Tell that to ten-year-old me, who still hadn’t had the period talk yet in school. I was crying and freaking out because I thought I was dying. Then my mother comes up to me and says with a smile “You’re becoming a woman!” I didn’t want to grow up yet. I was ten. Fucking ten and was told to start to grow up. My mom wanted me to get away from silly little kids things because I’m fucking bleeding out my goddamn vagina.

Also some people are children at heart and like to be silly and having a dinosaur-patterned maxi-pad would be pretty fuckin’ hilarious and I’m sure there’d be a huge market for that.
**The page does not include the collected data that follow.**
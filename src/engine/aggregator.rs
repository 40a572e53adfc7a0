use std::collections::HashMap;

use tracing::debug;

use super::error::InputError;
use crate::domain::{CartEntry, CategoryLookup, Product, UserAggregate, UserSummary};

/// Fold cart entries and the product catalog into one summary per user
///
/// Cart entries are scanned in input order and users appear in the output
/// in the order they were first encountered. An entry with no product
/// lines contributes no category but still moves that user's last added
/// date forward.
///
/// Pure function over its inputs; fails instead of returning an empty
/// result when either collection is empty.
pub fn aggregate(
    carts: &[CartEntry],
    products: &[Product],
) -> Result<Vec<UserSummary>, InputError> {
    if carts.is_empty() {
        return Err(InputError::NoCartData);
    }
    if products.is_empty() {
        return Err(InputError::NoProductData);
    }

    let categories = CategoryLookup::from_products(products);
    debug!(products = categories.len(), "built category lookup");

    // First-seen order drives the output order; the map holds the state.
    let mut seen_order: Vec<u64> = Vec::new();
    let mut aggregates: HashMap<u64, UserAggregate> = HashMap::new();

    for entry in carts {
        let aggregate = aggregates.entry(entry.user_id).or_insert_with(|| {
            seen_order.push(entry.user_id);
            UserAggregate::new(entry.date)
        });
        aggregate.observe_date(entry.date);

        for line in &entry.products {
            aggregate.add_quantity(categories.resolve(line.product_id), line.quantity);
        }
    }

    debug!(
        users = seen_order.len(),
        entries = carts.len(),
        "scanned cart entries"
    );

    Ok(seen_order
        .into_iter()
        .filter_map(|user_id| {
            aggregates
                .remove(&user_id)
                .and_then(|aggregate| aggregate.into_summary(user_id))
        })
        .collect())
}
use std::io;

use thiserror::Error;

/// Sink-level errors for persisting the summary table
#[derive(Error, Debug)]
pub enum PersistError {
    #[error("no summary rows to persist")]
    NothingToPersist,

    #[error("CSV write error: {0}")]
    Csv(#[from] csv_async::Error),

    #[error("IO error: {0}")]
    Io(#[from] io::Error),

    #[error("SQLite error: {0}")]
    Sqlite(#[from] rusqlite::Error),
}

#[cfg(test)]
mod tests {
    use super::*;

    #[test]
    fn error_display_formats_correctly() {
        assert_eq!(
            PersistError::NothingToPersist.to_string(),
            "no summary rows to persist"
        );
    }

    #[test]
    fn io_error_conversion() {
        let io_err = io::Error::new(io::ErrorKind::PermissionDenied, "read-only");
        let err = PersistError::from(io_err);

        match err {
            PersistError::Io(_) => {}
            _ => panic!("Expected Io error variant"),
        }
    }

    #[test]
    fn sqlite_error_conversion() {
        let sqlite_err = rusqlite::Error::InvalidQuery;
        let err = PersistError::from(sqlite_err);

        match err {
            PersistError::Sqlite(_) => {}
            _ => panic!("Expected Sqlite error variant"),
        }
    }
}
pub mod error;
pub mod http;
pub mod records;
pub mod source;

// Re-export commonly used types
pub use error::FetchError;
pub use http::HttpSource;
pub use records::{RawCartLine, RawCartRecord, RawProductRecord};
pub use source::{StoreSource, extract_both};
use thiserror::Error;

/// Aggregation precondition failures
///
/// The transform refuses to run on missing input rather than silently
/// producing an empty result.
#[derive(Error, Debug, Clone, PartialEq, Eq)]
pub enum InputError {
    #[error("no cart data to aggregate")]
    NoCartData,

    #[error("no product data to aggregate")]
    NoProductData,
}

#[cfg(test)]
mod tests {
    use super::*;

    #[test]
    fn error_display_formats_correctly() {
        assert_eq!(InputError::NoCartData.to_string(), "no cart data to aggregate");
        assert_eq!(
            InputError::NoProductData.to_string(),
            "no product data to aggregate"
        );
    }

    #[test]
    fn error_is_cloneable_and_comparable() {
        let err = InputError::NoCartData;
        assert_eq!(err.clone(), InputError::NoCartData);
        assert_ne!(err, InputError::NoProductData);
    }
}
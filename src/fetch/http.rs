use std::time::Duration;

use async_trait::async_trait;
use serde::de::DeserializeOwned;
use tracing::{debug, info};

use super::error::FetchError;
use super::records::{RawCartRecord, RawProductRecord};
use super::source::StoreSource;
use crate::domain::{CartEntry, Product};

/// Request timeout for the store API (reqwest has no default)
const REQUEST_TIMEOUT: Duration = Duration::from_secs(30);

/// Store API client over HTTP GET endpoints returning JSON arrays
pub struct HttpSource {
    client: reqwest::Client,
    carts_url: String,
    products_url: String,
    paginate_carts: bool,
}

impl HttpSource {
    /// Create a client for the given cart and product endpoints
    pub fn new(
        carts_url: impl Into<String>,
        products_url: impl Into<String>,
    ) -> Result<Self, FetchError> {
        let client = reqwest::Client::builder()
            .timeout(REQUEST_TIMEOUT)
            .build()?;

        Ok(Self {
            client,
            carts_url: carts_url.into(),
            products_url: products_url.into(),
            paginate_carts: false,
        })
    }

    /// Page through the cart endpoint instead of issuing a single request
    pub fn with_pagination(mut self) -> Self {
        self.paginate_carts = true;
        self
    }

    /// GET one JSON array, optionally with a page query parameter
    async fn get_records<T: DeserializeOwned>(
        &self,
        url: &str,
        page: Option<u32>,
    ) -> Result<Vec<T>, FetchError> {
        let mut request = self.client.get(url);
        if let Some(page) = page {
            request = request.query(&[("page", page)]);
        }

        let response = request.send().await?;
        if !response.status().is_success() {
            return Err(FetchError::Status {
                endpoint: url.to_string(),
                status: response.status(),
            });
        }

        Ok(response.json().await?)
    }

    /// Request successive pages starting at 1 until an empty page comes back
    ///
    /// There is no upper bound on the page count; a source that never
    /// returns an empty page grows memory without limit.
    async fn get_all_pages<T: DeserializeOwned>(&self, url: &str) -> Result<Vec<T>, FetchError> {
        let mut all = Vec::new();
        let mut page = 1u32;

        loop {
            let records: Vec<T> = self.get_records(url, Some(page)).await?;
            if records.is_empty() {
                break;
            }
            debug!(page, records = records.len(), "fetched page");
            all.extend(records);
            page += 1;
        }

        Ok(all)
    }
}

#[async_trait]
impl StoreSource for HttpSource {
    async fn carts(&self) -> Result<Vec<CartEntry>, FetchError> {
        let raw: Vec<RawCartRecord> = if self.paginate_carts {
            self.get_all_pages(&self.carts_url).await?
        } else {
            self.get_records(&self.carts_url, None).await?
        };

        info!(records = raw.len(), "fetched cart entries");
        Ok(raw.into_iter().map(CartEntry::from).collect())
    }

    async fn products(&self) -> Result<Vec<Product>, FetchError> {
        let raw: Vec<RawProductRecord> = self.get_records(&self.products_url, None).await?;

        info!(records = raw.len(), "fetched products");
        Ok(raw.into_iter().map(Product::from).collect())
    }
}

#[cfg(test)]
mod tests {
    use super::*;

    #[test]
    fn source_starts_without_pagination() {
        let source = HttpSource::new("https://store.example/carts", "https://store.example/products")
            .unwrap();

        assert!(!source.paginate_carts);
        assert_eq!(source.carts_url, "https://store.example/carts");
        assert_eq!(source.products_url, "https://store.example/products");
    }

    #[test]
    fn with_pagination_enables_paging() {
        let source = HttpSource::new("https://store.example/carts", "https://store.example/products")
            .unwrap()
            .with_pagination();

        assert!(source.paginate_carts);
    }
}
Not all people with vaginas are stoic and serious and want the same frilly, swirly boring-ass pads and tampons.

vagina owners get their first period when they get to a certain % of body fat (among other things), it doesn’t have anything to do with their maturity

the average age of someone’s first period has been decreasing at an incredibly quick rate for almost a decade. i got mine at 10, and as a kid i wasn’t the first person in my classes to get it. by 12 almost everyone i knew had gotten their period. because of this, most parents don’t think to talk to their children about periods- my mom’s generation’s average age was 15 and she got hers at 17. she had absolutely no reason to think that i’d get mine a full seven years earlier than she did.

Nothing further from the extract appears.